Archaeologists who excavated a seaside cave in South Africa have discovered what they say is the world’s oldest drawing. It is an abstract pattern, a crosshatch of red lines, like a hashtag, on a rock flake. The scientists who found it determined that the pattern is about 73,000 years old. This mark is about 30,000 years older than Paleolithic animal figures and hand stencils scrawled on cavern walls in Europe and Indonesia.
Creating abstract patterns was a crucial development in human behavior. The earliest tools weren’t expressive - just smash that bone with this stone hammer. Symbols, even basic patterns, were different.
“What they could do with symbols is, for the first time, store information outside of the human brain. And that is a major advance,” said Christopher Henshilwood, an archaeologist at Norway’s University of Bergen and an author of a report published Wednesday in the journal Nature. Crucially, other people could read this out-of-brain info. Put another way: We’ve been using hashtags to send notifications for tens of thousands of years.
Henshilwood’s colleague, University of the Witwatersrand archaeologist Luca Pollarolo, was cleaning fragments of rock from Blombos Cave when he found perpendicular lines scrawled on a flake of silcrete rock. The study authors determined that the medium was ocher, an iron-rich rock that can be as soft as lipstick.

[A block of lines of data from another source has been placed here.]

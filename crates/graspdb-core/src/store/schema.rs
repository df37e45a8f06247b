//! SQLite schema DDL and migration framework for the objects catalog.

use rusqlite::Connection;

use crate::errors::GraspDbResult;

/// Current schema version. Migrations run from whatever the DB currently
/// reports up to this value.
pub const SCHEMA_VERSION: i32 = 3;

/// Core DDL statements: 8 CREATE TABLE + 5 CREATE INDEX.
///
/// Executed with `CREATE … IF NOT EXISTS` so they are safe to replay on an
/// already-initialised database.
pub const SCHEMA_STATEMENTS: &[&str] = &[
    // ── tables (8) ──────────────────────────────────────────────────────
    "CREATE TABLE IF NOT EXISTS catalog_meta (
        key TEXT PRIMARY KEY,
        value TEXT
    );",
    "CREATE TABLE IF NOT EXISTS original_model (
        original_model_id INTEGER PRIMARY KEY,
        name TEXT NOT NULL,
        maker TEXT NOT NULL DEFAULT '',
        tags_json TEXT NOT NULL DEFAULT '[]'
    );",
    "CREATE TABLE IF NOT EXISTS scaled_model (
        scaled_model_id INTEGER PRIMARY KEY,
        original_model_id INTEGER NOT NULL REFERENCES original_model(original_model_id),
        scale REAL NOT NULL DEFAULT 1.0
    );",
    "CREATE TABLE IF NOT EXISTS model_set (
        model_set_name TEXT NOT NULL,
        original_model_id INTEGER NOT NULL REFERENCES original_model(original_model_id),
        PRIMARY KEY(model_set_name, original_model_id)
    );",
    "CREATE TABLE IF NOT EXISTS mesh (
        original_model_id INTEGER PRIMARY KEY REFERENCES original_model(original_model_id),
        vertices_json TEXT NOT NULL,
        triangles_json TEXT NOT NULL
    );",
    "CREATE TABLE IF NOT EXISTS grasp (
        grasp_id INTEGER PRIMARY KEY AUTOINCREMENT,
        scaled_model_id INTEGER NOT NULL REFERENCES scaled_model(scaled_model_id),
        hand_name TEXT NOT NULL,
        pre_grasp_posture_json TEXT NOT NULL,
        final_grasp_posture_json TEXT NOT NULL,
        final_grasp_pose_json TEXT NOT NULL,
        quality REAL NOT NULL,
        scaled_quality REAL NOT NULL DEFAULT 0.0,
        table_clearance REAL NOT NULL DEFAULT 0.0,
        cluster_rep INTEGER NOT NULL DEFAULT 0
    );",
    "CREATE TABLE IF NOT EXISTS scan (
        scan_id INTEGER PRIMARY KEY AUTOINCREMENT,
        scaled_model_id INTEGER NOT NULL REFERENCES scaled_model(scaled_model_id),
        scan_source TEXT NOT NULL,
        cloud_topic TEXT NOT NULL DEFAULT '',
        frame_id TEXT NOT NULL,
        stamp REAL NOT NULL DEFAULT 0.0,
        object_pose_json TEXT NOT NULL,
        bagfile_location TEXT NOT NULL DEFAULT ''
    );",
    "CREATE TABLE IF NOT EXISTS migration_history (
        id INTEGER PRIMARY KEY AUTOINCREMENT,
        from_version INTEGER NOT NULL,
        to_version INTEGER NOT NULL,
        status TEXT NOT NULL,
        error_message TEXT,
        created_at TEXT DEFAULT CURRENT_TIMESTAMP
    );",
    // ── indexes (5) ─────────────────────────────────────────────────────
    "CREATE INDEX IF NOT EXISTS idx_scaled_model_original ON scaled_model(original_model_id);",
    "CREATE INDEX IF NOT EXISTS idx_model_set_name ON model_set(model_set_name);",
    "CREATE INDEX IF NOT EXISTS idx_grasp_model_hand ON grasp(scaled_model_id, hand_name, cluster_rep);",
    "CREATE INDEX IF NOT EXISTS idx_grasp_quality ON grasp(quality);",
    "CREATE INDEX IF NOT EXISTS idx_scan_model_source ON scan(scaled_model_id, scan_source);",
];

// ─── Migration framework ────────────────────────────────────────────────────

/// Run all pending migrations from the current stored version up to
/// [`SCHEMA_VERSION`].  Each step is wrapped in a SAVEPOINT so a failure
/// rolls back only that single step.
pub fn migrate_schema(conn: &Connection) -> GraspDbResult<()> {
    let mut current_version = get_schema_version(conn);

    while current_version < SCHEMA_VERSION {
        let next_version = current_version + 1;
        conn.execute_batch("SAVEPOINT graspdb_migrate_step;")?;

        let step_result = (|| -> GraspDbResult<()> {
            match next_version {
                1 => migrate_to_v1(conn)?,
                2 => migrate_to_v2(conn)?,
                3 => migrate_to_v3(conn)?,
                _ => {}
            }
            set_schema_version(conn, next_version)?;
            record_migration_step(conn, current_version, next_version, "success", None)?;
            conn.execute_batch("RELEASE SAVEPOINT graspdb_migrate_step;")?;
            Ok(())
        })();

        match step_result {
            Ok(()) => {
                current_version = next_version;
            }
            Err(e) => {
                let _ = conn.execute_batch("ROLLBACK TO SAVEPOINT graspdb_migrate_step;");
                let _ = conn.execute_batch("RELEASE SAVEPOINT graspdb_migrate_step;");
                let _ = record_migration_step(
                    conn,
                    current_version,
                    next_version,
                    "failed",
                    Some(&e.to_string()),
                );
                return Err(e);
            }
        }
    }

    Ok(())
}

/// Read the current schema version from `catalog_meta`.
/// Returns 0 when the key is absent or unparseable.
pub fn get_schema_version(conn: &Connection) -> i32 {
    let result: Result<String, _> = conn.query_row(
        "SELECT value FROM catalog_meta WHERE key = 'schema_version';",
        [],
        |row| row.get(0),
    );
    match result {
        Ok(v) => v.parse::<i32>().unwrap_or(0),
        Err(_) => 0,
    }
}

fn set_schema_version(conn: &Connection, version: i32) -> GraspDbResult<()> {
    conn.execute(
        "INSERT INTO catalog_meta(key, value) \
         VALUES('schema_version', ?1) \
         ON CONFLICT(key) DO UPDATE SET value = excluded.value;",
        rusqlite::params![version.to_string()],
    )?;
    Ok(())
}

fn record_migration_step(
    conn: &Connection,
    from_v: i32,
    to_v: i32,
    status: &str,
    error_msg: Option<&str>,
) -> GraspDbResult<()> {
    conn.execute(
        "INSERT INTO migration_history(from_version, to_version, status, error_message) \
         VALUES (?1, ?2, ?3, ?4);",
        rusqlite::params![from_v, to_v, status, error_msg],
    )?;
    Ok(())
}

fn column_exists(conn: &Connection, table: &str, column: &str) -> GraspDbResult<bool> {
    let mut stmt = conn.prepare(&format!("PRAGMA table_info({table});"))?;
    let names: Vec<String> = stmt
        .query_map([], |row| row.get::<_, String>(1))?
        .filter_map(|r| r.ok())
        .collect();
    Ok(names.iter().any(|name| name == column))
}

// ─── Individual migration steps ─────────────────────────────────────────────

/// v0 -> v1: baseline, no-op.
fn migrate_to_v1(_conn: &Connection) -> GraspDbResult<()> {
    Ok(())
}

/// v1 -> v2: catalogs exported before clearance tracking lack
/// `grasp.table_clearance`.
fn migrate_to_v2(conn: &Connection) -> GraspDbResult<()> {
    if !column_exists(conn, "grasp", "table_clearance")? {
        conn.execute_batch(
            "ALTER TABLE grasp ADD COLUMN table_clearance REAL NOT NULL DEFAULT 0.0;",
        )?;
    }
    Ok(())
}

/// v2 -> v3: scans gained an acquisition stamp.
fn migrate_to_v3(conn: &Connection) -> GraspDbResult<()> {
    if !column_exists(conn, "scan", "stamp")? {
        conn.execute_batch("ALTER TABLE scan ADD COLUMN stamp REAL NOT NULL DEFAULT 0.0;")?;
    }
    Ok(())
}

#[cfg(test)]
mod tests {
    use super::*;

    fn fresh() -> Connection {
        let conn = Connection::open_in_memory().unwrap();
        conn.execute_batch("PRAGMA foreign_keys = ON;").unwrap();
        for stmt in SCHEMA_STATEMENTS {
            conn.execute_batch(stmt).unwrap();
        }
        conn
    }

    #[test]
    fn test_schema_statement_counts() {
        // 8 tables + 5 indexes
        assert_eq!(SCHEMA_STATEMENTS.len(), 13);
    }

    #[test]
    fn test_migrate_fresh_database() {
        let conn = fresh();
        migrate_schema(&conn).unwrap();
        assert_eq!(get_schema_version(&conn), SCHEMA_VERSION);
        let steps: i64 = conn
            .query_row(
                "SELECT COUNT(*) FROM migration_history WHERE status = 'success';",
                [],
                |row| row.get(0),
            )
            .unwrap();
        assert_eq!(steps, SCHEMA_VERSION as i64);
    }

    #[test]
    fn test_migrate_idempotent() {
        let conn = fresh();
        migrate_schema(&conn).unwrap();
        migrate_schema(&conn).unwrap();
        assert_eq!(get_schema_version(&conn), SCHEMA_VERSION);
    }

    #[test]
    fn test_migrate_adds_missing_clearance_column() {
        let conn = Connection::open_in_memory().unwrap();
        conn.execute_batch(
            "CREATE TABLE catalog_meta (key TEXT PRIMARY KEY, value TEXT);
             CREATE TABLE migration_history (
                 id INTEGER PRIMARY KEY AUTOINCREMENT,
                 from_version INTEGER NOT NULL,
                 to_version INTEGER NOT NULL,
                 status TEXT NOT NULL,
                 error_message TEXT,
                 created_at TEXT DEFAULT CURRENT_TIMESTAMP
             );
             CREATE TABLE grasp (grasp_id INTEGER PRIMARY KEY, quality REAL NOT NULL);
             CREATE TABLE scan (scan_id INTEGER PRIMARY KEY);",
        )
        .unwrap();
        migrate_schema(&conn).unwrap();
        assert!(column_exists(&conn, "grasp", "table_clearance").unwrap());
        assert!(column_exists(&conn, "scan", "stamp").unwrap());
    }
}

Ocher was important to the ancient inhabitants of Blombos, near the southernmost tip of South Africa, about 200 miles west of Cape Town. They carried ocher to the cave from sites nearly 20 miles away. Henshilwood, who has been studying Blombos Cave for decades, previously discovered an ocher workshop in the cave. Using seashells as paint cans, someone swirled ocher, charcoal and seal fat into paint 100,000 years ago. (Those abalone shells were also the first evidence of a container, Henshilwood said.) Dried ocher paint still clung to the inside of the shells. A stick used to mix the paint was nearby.
It’s not exactly clear what purpose the ocher served. Perhaps, Henshilwood speculates, early humans ate it as an antidote for spoiled food or slathered it on their skin as a proto-sunscreen. And at some point between 100,000 and 73,000 years ago, they figured out how to use ocher strips like crayons, the archaeologists said.
After Pollarolo identified the hashtag, the authors of the new study attempted to re-create the pattern. They used stone flakes and pieces of ocher from Blombos to draw on rock. “There was absolutely no doubt that these were drawn with an ocher pencil or an ocher crayon,” Henshilwood said. “We could even tell the direction that that ocher pencil was drawn across the surface.” The crayon made stroke marks, the way a paintbrush does across a wall. The hashtag piece is a fragment of a larger drawing, the authors determined.
The scientists “used a battery of impressive techniques to demonstrate crayon stroke direction, the method of ocher application” as well as the ocher’s chemical composition, said archaeologist Lyn Wadley, from the University of the Witwatersrand in South Africa, who was not involved with this research. It is “perfectly feasible,” she added, that the Blombos inhabitants could make pattern drawings.
“This would indeed be the oldest set of such lines that is made with an ocher ‘crayon’ rather than a sharp instrument, and constitute the oldest evidence of drawing with a crayon,” George Washington University paleoanthropologist Alison Brooks said.
Henshilwood and his colleagues did not attempt to discern what this pattern could mean. But they point out that the crosshatch markings were important to early humans. At the very least, our ancestors made hashtags over and over. A lot.
Archaeologists have found shell beads and ocher pieces at Blombos Cave carved with similar crosshatches. They’ve found it carved elsewhere in southern Africa, too. “It’s found in Australasia, it’s found in Asia, it’s found in Europe,” Henshilwood said.
The similarity of these ocher lines to the engraved ones makes the case for intentional drawing, Brooks said, but “it is hard for us moderns to read the context.” Perhaps adults made them. Maybe they represent a signature or tally.
Or, she said, maybe they’re the scribbles of children. “The very existence of such marks, however, expands the known repertoire of expressive capabilities among early members of our species in Africa,” she said.